New Feature / Enhancement Checklist

• I am not disclosing a vulnerability.
• I am not just asking a question.
• I have searched through existing issues.

Current Limitation

The masterKey currently allows to manipulate some Parse Server internal fields. At the same time, the masterKey is intended to be used for normal operations, such as for Parse Dashboard to connect to Parse Server or special Remote Config parameters. The scope of masterKey is unclear because it's not defined anywhere.

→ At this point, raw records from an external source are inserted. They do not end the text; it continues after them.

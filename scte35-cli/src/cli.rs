use std::path::PathBuf;

use clap::{Parser, ValueEnum};

/// Decode SCTE-35 splice_info_section cue messages.
#[derive(Parser, Debug)]
#[command(name = "scte35", version, about, long_about = None)]
pub struct Args {
    /// Cue messages to decode. Read line by line from stdin when omitted.
    pub cues: Vec<String>,

    /// Read a raw binary section from a file instead
    #[arg(short, long, conflicts_with = "cues")]
    pub file: Option<PathBuf>,

    /// Text encoding of cue arguments
    #[arg(
        short,
        long,
        value_enum,
        default_value_t = InputFormat::Auto,
        env = "SCTE35_INPUT_FORMAT"
    )]
    pub input_format: InputFormat,

    /// Output format
    #[arg(
        short,
        long,
        value_enum,
        default_value_t = OutputFormat::Pretty,
        env = "SCTE35_OUTPUT"
    )]
    pub output: OutputFormat,

    /// Enable debug logging
    #[arg(short, long, conflicts_with = "quiet")]
    pub verbose: bool,

    /// Only log errors
    #[arg(short, long)]
    pub quiet: bool,
}

#[derive(Debug, Clone, Copy, PartialEq, Eq, ValueEnum)]
pub enum InputFormat {
    /// Hex when `0x`-prefixed or all hex digits, base64 otherwise
    Auto,
    Base64,
    Hex,
}

#[derive(Debug, Clone, Copy, PartialEq, Eq, ValueEnum)]
pub enum OutputFormat {
    Pretty,
    Json,
    JsonCompact,
}
//! User-facing notifications
//!
//! A notification is blocking: `notify` returns only once the message has
//! been delivered to the user.

use parking_lot::Mutex;
use std::io::Write;
use tracing::warn;

/// Delivers a message to the end user
pub trait Notifier: Send + Sync {
    /// Show `message` and return once it has been delivered
    fn notify(&self, message: &str);
}

/// Writes notifications to standard error
#[derive(Debug, Default)]
pub struct ConsoleNotifier;

impl Notifier for ConsoleNotifier {
    fn notify(&self, message: &str) {
        let mut stderr = std::io::stderr().lock();
        if let Err(e) = writeln!(stderr, "{}", message).and_then(|_| stderr.flush()) {
            warn!("Failed to deliver notification: {}", e);
        }
    }
}

/// Keeps every notification in memory
#[derive(Debug, Default)]
pub struct RecordingNotifier {
    messages: Mutex<Vec<String>>,
}

impl RecordingNotifier {
    /// Create an empty recorder
    pub fn new() -> Self {
        Self::default()
    }

    /// Messages delivered so far, oldest first
    pub fn messages(&self) -> Vec<String> {
        self.messages.lock().clone()
    }

    /// Number of messages delivered
    pub fn count(&self) -> usize {
        self.messages.lock().len()
    }
}

impl Notifier for RecordingNotifier {
    fn notify(&self, message: &str) {
        self.messages.lock().push(message.to_string());
    }
}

Allowing the masterKey to modify internal fields, while distributing it for normal operation is a bad combination. It raises the risk associated with a compromised masterKey, because it significantly increases the integrity impact of the vulnerability's CVSS score.

Feature / Enhancement Description

Define scopes, implement them and add them to docs. This will be a breaking change.

We can assume that there is a difference in scope between:

• accessing all data within the official features and constrains of Parse Server (intended to be used for normal operation)
• manipulating Parse Server internal fields that are usually rather constraint-free (not intended to be used for normal operation)

Suggested scopes:

Scope	Internal data	Custom data	Restricted by CLP, ACL	Key
Internal	r/w	r/w	no	maintenanceKey*
Master	-/-	r/w	no	masterKey
ReadOnlyMaster	-/-	r/-	no	readOnlyMasterKey
Session	-/-	r/w	yes	sessionToken

_{* doesn't exist yet as a feature}

Example Use Case

• give masterKey to a business client to access all data, configure dashboard apps and use Remove Config parameters that are restricted to master key --> this doesn't allow the user to mess up the internals of Parse Server
• give maintenanceKey to a DevOp to be able to manipulate internal Parse Server fields --> these internal fields are not supposed to be manipulated for normal operation, they may need to to be manipulated for one-time migration or data correction tasks

Alternatives / Workarounds

n/a

3rd Party References

n/a

[parse-github-assistant]

Thanks for opening this issue!

• 🎉 We are excited about your ideas for improvement!

[cbaker6]

If the changes are breaking, I believe the requests to change the name of this key that began 2+ years ago should be revisited:

• Rename master branch, rename masterKey to primaryKey #7584
• Rename master branch, rename masterKey to primaryKey #7584 (comment)
• Rename master branch, rename masterKey to primaryKey #7584 (comment)
• https://community.parseplatform.org/t/terminology-and-depictions-across-parse-platform/2009

[mtrezza]

The changes are breaking in terms of the scope of master key, unlikely to require changes in any other repository; the issue you are referring to would make all existing SDKs incompatible with Parse Server and requires changes in virtually every Parse Platform repository, which is a much larger undertaking and should be handled as a separate issue. The topic is also stale in the forum since 1 year and didn't mature yet to derive any discrete actions.